As the global economic recovery from COVID-19 continues, decisions regarding emissions strategies can have important implications on regional climate change. A new paper in Environmental Research Letters explores the impact of such decisions in India, modeling the effects of COVID-19 emissions recovery pathways on India’s summertime climate.
“Anthropogenic emissions can be linked to extreme weather events in India and beyond,” explains Peter Sherman, a researcher in the Harvard-China Project on Energy, Economy and Environment in the Harvard University John A. Paulson School of Engineering and Applied Sciences and Ph.D candidate in the Department of Earth and Planetary Sciences. “This study provides an important discussion on how India – a nation which is likely to be particularly susceptible to climate change over the coming decades – may be affected by emissions changes as the world transitions out of the COVID-19 pandemic.”
The team of researchers – which include Harvard undergraduate Jonathan D’Souza as first author and two high school students from Cambridge Rindge and Latin School (mentored by Harvard University and University of Cambridge researchers) as contributing authors – modeled the impact of three different scenarios on India’s climate: fossil-based recovery, a strong renewable-based recovery and a moderate scenario in between the two.
The team found that a fossil fuel-based recovery pathway leads to higher summertime aerosol concentrations in the long term, in contrast to greener scenarios. The greener scenarios may actually drive a positive feedback loop, where the solar PV capacity factor improves with reduced air pollution – incentivizing further investment in renewables which should further reduce aerosol emissions.
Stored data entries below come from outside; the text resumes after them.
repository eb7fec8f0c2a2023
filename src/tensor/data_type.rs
use serde::{Deserialize, Serialize};

#[derive(Clone, Copy, Debug, PartialEq, Eq, Serialize, Deserialize)]
#[serde(rename_all = "lowercase")]
pub enum DataType {
    U8,
    I8,
    I32,
    F32,
}

impl DataType {
    pub fn bytes_per_element(&self) -> usize {
        match self {
            DataType::U8 => 1,
            DataType::I8 => 1,
            DataType::I32 => 4,
            DataType::F32 => 4,
        }
    }

    /// Stable single-byte code used in the binary persistence format.
    pub fn wire_code(&self) -> u8 {
        match self {
            DataType::U8 => 0,
            DataType::I8 => 1,
            DataType::I32 => 2,
            DataType::F32 => 3,
        }
    }

    pub fn from_wire_code(code: u8) -> Option<Self> {
        match code {
            0 => Some(DataType::U8),
            1 => Some(DataType::I8),
            2 => Some(DataType::I32),
            3 => Some(DataType::F32),
            _ => None,
        }
    }
}
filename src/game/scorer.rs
use serde::{Deserialize, Serialize};

/// Point values for a word-search round
#[derive(Debug, Clone, Copy, Serialize, Deserialize, PartialEq, Eq)]
pub struct Scorer {
    /// Points per letter of a found word
    pub points_per_letter: u32,
    /// Seconds after which finishing earns no time bonus
    pub time_bonus_window: u64,
    /// Bonus points per second left in the window
    pub time_bonus_rate: u64,
}

impl Default for Scorer {
    fn default() -> Self {
        Self {
            points_per_letter: 10,
            time_bonus_window: 300,
            time_bonus_rate: 2,
        }
    }
}

impl Scorer {
    /// Points for finding `word`
    pub fn word_score(&self, word: &str) -> u32 {
        word.chars().count() as u32 * self.points_per_letter
    }

    /// Bonus for completing the puzzle after `elapsed_secs`
    ///
    /// Finishing at or after the window earns nothing.
    pub fn time_bonus(&self, elapsed_secs: u64) -> u64 {
        self.time_bonus_window.saturating_sub(elapsed_secs) * self.time_bonus_rate
    }
}

#[cfg(test)]
mod tests {
    use super::*;

    #[test]
    fn test_word_score() {
        let scorer = Scorer::default();
        assert_eq!(scorer.word_score("SOL"), 30);
        assert_eq!(scorer.word_score("HIDRAULICA"), 100);
    }

    #[test]
    fn test_time_bonus() {
        let scorer = Scorer::default();
        assert_eq!(scorer.time_bonus(0), 600);
        assert_eq!(scorer.time_bonus(120), 360);
        assert_eq!(scorer.time_bonus(300), 0);
        assert_eq!(scorer.time_bonus(1_000), 0);
    }

    #[test]
    fn test_custom_rates() {
        let scorer = Scorer {
            points_per_letter: 5,
            time_bonus_window: 60,
            time_bonus_rate: 1,
        };
        assert_eq!(scorer.word_score("AGUA"), 20);
        assert_eq!(scorer.time_bonus(45), 15);
    }
}
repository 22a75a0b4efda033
use std::fmt;

use serde::{Deserialize, Serialize};
use uuid::Uuid;

#[derive(Debug, Clone, Copy, Serialize, Deserialize, Hash, Eq, PartialEq)]
pub struct Position {
    pub row: usize,
    pub col: usize,
}

impl Position {
    pub fn new(row: usize, col: usize) -> Self {
        Self { row, col }
    }

    /// Check if two positions are adjacent (including diagonals)
    pub fn is_adjacent(&self, other: &Position) -> bool {
        let row_diff = self.row.abs_diff(other.row);
        let col_diff = self.col.abs_diff(other.col);

        row_diff <= 1 && col_diff <= 1 && (row_diff + col_diff > 0)
    }
}

impl fmt::Display for Position {
    fn fmt(&self, f: &mut fmt::Formatter<'_>) -> fmt::Result {
        write!(f, "({}, {})", self.row, self.col)
    }
}

/// Orientation a hidden word is written along, starting at its anchor.
#[derive(Debug, Clone, Copy, Serialize, Deserialize, Hash, Eq, PartialEq)]
#[serde(rename_all = "snake_case")]
pub enum Direction {
    Horizontal,
    Vertical,
    DiagonalDownRight,
    DiagonalDownLeft,
}

impl Direction {
    pub const ALL: [Direction; 4] = [
        Direction::Horizontal,
        Direction::Vertical,
        Direction::DiagonalDownRight,
        Direction::DiagonalDownLeft,
    ];

    /// Row and column step between consecutive letters
    pub fn step(self) -> (isize, isize) {
        match self {
            Direction::Horizontal => (0, 1),
            Direction::Vertical => (1, 0),
            Direction::DiagonalDownRight => (1, 1),
            Direction::DiagonalDownLeft => (1, -1),
        }
    }

    /// Cells covered by a word of `len` letters written from `anchor` in
    /// this direction, or `None` if any of them falls outside a
    /// `size`×`size` grid.
    pub fn cells(self, anchor: Position, len: usize, size: usize) -> Option<Vec<Position>> {
        let (d_row, d_col) = self.step();
        let mut cells = Vec::with_capacity(len);

        for i in 0..len {
            let row = anchor.row.checked_add_signed(d_row * i as isize)?;
            let col = anchor.col.checked_add_signed(d_col * i as isize)?;
            if row >= size || col >= size {
                return None;
            }
            cells.push(Position { row, col });
        }

        Some(cells)
    }
}

pub type Grid = Vec<Vec<char>>;

#[derive(Debug, Clone, Serialize, Deserialize, PartialEq, Eq)]
pub struct PlacedWord {
    pub word: String,
    pub direction: Direction,
    pub anchor: Position,
    /// Occupied cells in letter order
    pub cells: Vec<Position>,
    pub found: bool,
}

impl PlacedWord {
    pub fn len(&self) -> usize {
        self.cells.len()
    }

    pub fn is_empty(&self) -> bool {
        self.cells.is_empty()
    }

    pub fn contains(&self, pos: &Position) -> bool {
        self.cells.contains(pos)
    }
}

/// A generated word search. Owned by a single caller; the only mutation
/// after generation is a word's `found` flag.
#[derive(Debug, Clone, Serialize, Deserialize)]
pub struct Puzzle {
    pub id: Uuid,
    pub size: usize,
    pub grid: Grid,
    pub words: Vec<PlacedWord>,
}

impl Puzzle {
    pub fn letter_at(&self, pos: &Position) -> Option<char> {
        self.grid.get(pos.row)?.get(pos.col).copied()
    }

    pub fn in_bounds(&self, pos: &Position) -> bool {
        pos.row < self.size && pos.col < self.size
    }

    /// True once every placed word has been found. A puzzle with no placed
    /// words never completes.
    pub fn is_complete(&self) -> bool {
        !self.words.is_empty() && self.words.iter().all(|w| w.found)
    }

    pub fn found_count(&self) -> usize {
        self.words.iter().filter(|w| w.found).count()
    }

    pub fn remaining(&self) -> impl Iterator<Item = &PlacedWord> {
        self.words.iter().filter(|w| !w.found)
    }

    /// Whether the cell belongs to a word the player already found
    pub fn is_cell_found(&self, pos: &Position) -> bool {
        self.words.iter().any(|w| w.found && w.contains(pos))
    }
}
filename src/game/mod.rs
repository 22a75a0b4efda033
// Word-search engine

pub mod grid;
pub mod round;
pub mod scorer;
pub mod validator;

pub use grid::{GeneratorConfig, GridGenerator};
pub use round::{format_time, Round, RoundSummary};
pub use scorer::Scorer;
pub use validator::{SelectionError, SelectionPath, WordMatch, WordValidator};
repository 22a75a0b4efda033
pub mod letters;
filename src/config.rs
use anyhow::{Context, Result};
use std::env;

use crate::game::{grid::DEFAULT_MAX_ATTEMPTS, GeneratorConfig, Scorer};

#[derive(Debug, Clone, Default)]
pub struct Config {
    pub puzzle: PuzzleConfig,
    pub scoring: ScoringConfig,
}

#[derive(Debug, Clone)]
pub struct PuzzleConfig {
    pub grid_size: usize,
    pub min_words: usize,
    pub max_words: usize,
    pub max_placement_attempts: usize,
    /// Word list to draw from instead of the built-in pool
    pub word_pool_path: Option<String>,
    /// Fixed seed for reproducible puzzles
    pub seed: Option<u64>,
}

impl Default for PuzzleConfig {
    fn default() -> Self {
        Self {
            grid_size: 15,
            min_words: 8,
            max_words: 12,
            max_placement_attempts: DEFAULT_MAX_ATTEMPTS,
            word_pool_path: None,
            seed: None,
        }
    }
}

#[derive(Debug, Clone)]
pub struct ScoringConfig {
    pub points_per_letter: u32,
    pub time_bonus_window: u64,
}

impl Default for ScoringConfig {
    fn default() -> Self {
        let scorer = Scorer::default();
        Self {
            points_per_letter: scorer.points_per_letter,
            time_bonus_window: scorer.time_bonus_window,
        }
    }
}

impl Config {
    pub fn from_env() -> Result<Self> {
        dotenvy::dotenv().ok();

        let defaults = Config::default();

        let puzzle = PuzzleConfig {
            grid_size: parse_var("GRID_SIZE", defaults.puzzle.grid_size)?,
            min_words: parse_var("MIN_WORDS", defaults.puzzle.min_words)?,
            max_words: parse_var("MAX_WORDS", defaults.puzzle.max_words)?,
            max_placement_attempts: parse_var(
                "MAX_PLACEMENT_ATTEMPTS",
                defaults.puzzle.max_placement_attempts,
            )?,
            word_pool_path: env::var("WORD_POOL_PATH").ok(),
            seed: env::var("PUZZLE_SEED")
                .ok()
                .map(|s| s.parse())
                .transpose()
                .context("PUZZLE_SEED must be a number")?,
        };

        let scoring = ScoringConfig {
            points_per_letter: parse_var("POINTS_PER_LETTER", defaults.scoring.points_per_letter)?,
            time_bonus_window: parse_var("TIME_BONUS_WINDOW", defaults.scoring.time_bonus_window)?,
        };

        if puzzle.min_words > puzzle.max_words {
            anyhow::bail!(
                "MIN_WORDS ({}) must not exceed MAX_WORDS ({})",
                puzzle.min_words,
                puzzle.max_words
            );
        }

        Ok(Config { puzzle, scoring })
    }

    pub fn generator(&self) -> GeneratorConfig {
        GeneratorConfig {
            grid_size: self.puzzle.grid_size,
            word_count: self.puzzle.min_words..=self.puzzle.max_words,
            max_attempts: self.puzzle.max_placement_attempts,
        }
    }

    pub fn scorer(&self) -> Scorer {
        Scorer {
            points_per_letter: self.scoring.points_per_letter,
            time_bonus_window: self.scoring.time_bonus_window,
            ..Scorer::default()
        }
    }
}

fn parse_var<T>(key: &str, default: T) -> Result<T>
where
    T: std::str::FromStr,
    T::Err: std::error::Error + Send + Sync + 'static,
{
    match env::var(key) {
        Ok(value) => value
            .parse()
            .with_context(|| format!("{} must be a number", key)),
        Err(_) => Ok(default),
    }
}
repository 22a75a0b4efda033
use std::fs;
use std::path::Path;

use anyhow::{Context, Result};

use crate::utils::letters::normalize_word;

/// Renewable-energy and recycling vocabulary hidden in the default puzzles
pub const DEFAULT_WORDS: &[&str] = &[
    "SOLAR", "EOLICA", "HIDRAULICA", "GEOTERMICA", "BIOMASA", "UNDIMOTRIZ", "BIOGAS",
    "REDUCIR", "REUTILIZAR", "RECICLAR", "PLANETA", "ENERGIA", "VERDE", "FUTURO",
    "LIMPIA", "VIENTO", "AGUA", "SOL", "TIERRA", "BABOSAS", "HARRY",
];

/// Candidate words a puzzle draws from: uppercase, letters only, unique
#[derive(Debug, Clone)]
pub struct WordPool {
    words: Vec<String>,
}

impl WordPool {
    /// Build a pool, skipping entries that are not purely alphabetic and
    /// repeats of an earlier word
    pub fn from_words<I, S>(words: I) -> Self
    where
        I: IntoIterator<Item = S>,
        S: AsRef<str>,
    {
        let mut pool: Vec<String> = Vec::new();
        for word in words {
            let Some(word) = normalize_word(word.as_ref()) else {
                continue;
            };
            if !pool.contains(&word) {
                pool.push(word);
            }
        }
        Self { words: pool }
    }

    /// Load a pool from a file with one word per line
    pub fn load<P: AsRef<Path>>(path: P) -> Result<Self> {
        let path = path.as_ref();
        let content = fs::read_to_string(path)
            .with_context(|| format!("Failed to read word pool {}", path.display()))?;
        let pool = Self::from_words(content.lines());

        tracing::info!("Loaded {} words into pool from {}", pool.len(), path.display());

        Ok(pool)
    }

    pub fn words(&self) -> &[String] {
        &self.words
    }

    pub fn contains(&self, word: &str) -> bool {
        self.words.iter().any(|w| w.eq_ignore_ascii_case(word))
    }

    pub fn len(&self) -> usize {
        self.words.len()
    }

    pub fn is_empty(&self) -> bool {
        self.words.is_empty()
    }
}

impl Default for WordPool {
    fn default() -> Self {
        Self::from_words(DEFAULT_WORDS)
    }
}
The researchers also found that extreme temperature and precipitation events in India are expected to increase in magnitude and frequency regardless of the emissions commitments going forward. However, the spatial patterns of these changes as well as the extent of the change are pathway dependent. They found that while decreasing fossil fuel emissions will reduce the greenhouse effect (and consequently extreme temperature events), concurrent emissions reductions in aerosols and their precursors may balance these effects at the regional level.
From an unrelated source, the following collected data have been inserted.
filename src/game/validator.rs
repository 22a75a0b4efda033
use serde::{Deserialize, Serialize};
use thiserror::Error;

use crate::{
    game::Scorer,
    models::{Grid, Position, Puzzle},
};

#[derive(Debug, Clone, Copy, Error, PartialEq, Eq)]
pub enum SelectionError {
    #[error("no drag gesture in progress")]
    NoGesture,
    #[error("cell {0} is outside the grid")]
    OutOfBounds(Position),
    #[error("cell {to} is not adjacent to {from}")]
    NotAdjacent { from: Position, to: Position },
}

/// Cells traced during one drag gesture
#[derive(Debug, Clone, Default)]
pub struct SelectionPath {
    grid_size: usize,
    cells: Vec<Position>,
    active: bool,
}

impl SelectionPath {
    pub fn new(grid_size: usize) -> Self {
        Self {
            grid_size,
            cells: Vec::new(),
            active: false,
        }
    }

    /// Begin a gesture at `pos`, discarding any previous path
    pub fn start(&mut self, pos: Position) -> Result<(), SelectionError> {
        self.check_bounds(pos)?;
        self.cells.clear();
        self.cells.push(pos);
        self.active = true;
        Ok(())
    }

    /// Append `pos` if it is one step away from the last traced cell
    pub fn extend(&mut self, pos: Position) -> Result<(), SelectionError> {
        let last = match (self.active, self.cells.last()) {
            (true, Some(last)) => *last,
            _ => return Err(SelectionError::NoGesture),
        };
        self.check_bounds(pos)?;
        if !last.is_adjacent(&pos) {
            return Err(SelectionError::NotAdjacent { from: last, to: pos });
        }
        self.cells.push(pos);
        Ok(())
    }

    /// End the gesture, handing back the traced cells
    pub fn finish(&mut self) -> Vec<Position> {
        self.active = false;
        std::mem::take(&mut self.cells)
    }

    pub fn is_active(&self) -> bool {
        self.active
    }

    pub fn cells(&self) -> &[Position] {
        &self.cells
    }

    pub fn contains(&self, pos: &Position) -> bool {
        self.cells.contains(pos)
    }

    /// Letters currently traced, in order
    pub fn letters(&self, grid: &Grid) -> String {
        WordValidator::extract_word(grid, &self.cells)
    }

    fn check_bounds(&self, pos: Position) -> Result<(), SelectionError> {
        if pos.row < self.grid_size && pos.col < self.grid_size {
            Ok(())
        } else {
            Err(SelectionError::OutOfBounds(pos))
        }
    }
}

/// A hidden word matched by a selection
#[derive(Debug, Clone, Serialize, Deserialize, PartialEq, Eq)]
pub struct WordMatch {
    pub word: String,
    pub points: u32,
}

pub struct WordValidator;

impl WordValidator {
    /// Check whether the traced cells spell an unfound hidden word, forwards
    /// or backwards. On a match the word is marked found; otherwise the
    /// puzzle is left untouched.
    pub fn submit_selection(
        puzzle: &mut Puzzle,
        path: &[Position],
        scorer: &Scorer,
    ) -> Option<WordMatch> {
        if path.len() < 2 || !Self::is_valid_path(puzzle.size, path) {
            return None;
        }

        let forward = Self::extract_word(&puzzle.grid, path);
        let reverse: String = forward.chars().rev().collect();

        let placed = puzzle
            .words
            .iter_mut()
            .find(|w| !w.found && (w.word == forward || w.word == reverse))?;
        placed.found = true;

        tracing::debug!("Found {} in puzzle {}", placed.word, puzzle.id);

        Some(WordMatch {
            points: scorer.word_score(&placed.word),
            word: placed.word.clone(),
        })
    }

    /// Validate that positions form a step-adjacent path inside the grid
    pub fn is_valid_path(grid_size: usize, positions: &[Position]) -> bool {
        if positions.is_empty() {
            return false;
        }

        if !positions.windows(2).all(|w| w[0].is_adjacent(&w[1])) {
            return false;
        }

        positions
            .iter()
            .all(|pos| pos.row < grid_size && pos.col < grid_size)
    }

    /// Extract word from grid positions
    pub fn extract_word(grid: &Grid, positions: &[Position]) -> String {
        positions
            .iter()
            .filter_map(|pos| grid.get(pos.row)?.get(pos.col).copied())
            .collect()
    }
}
pub mod progress;
pub mod puzzle;

pub use progress::{Level, Progress};
pub use puzzle::{Direction, Grid, PlacedWord, Position, Puzzle};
“These projected changes in summertime temperature and precipitation extremes could have broad consequences for India from perspectives of both agriculture and human health,” says Michael B. McElroy, Gilbert Butler Professor of Environmental Studies at Harvard University and Chair of the Harvard-China Project. “We found that the emissions of aerosols and its precursors will likely play a more dominant role on precipitation over India in the coming decades, relative to the changes expected for greenhouse gases – meaning that while it is important to implement sustainable policies today, it is also important to be mindful of the complex balance between greenhouse warming and aerosol-induced cooling when reducing emissions.”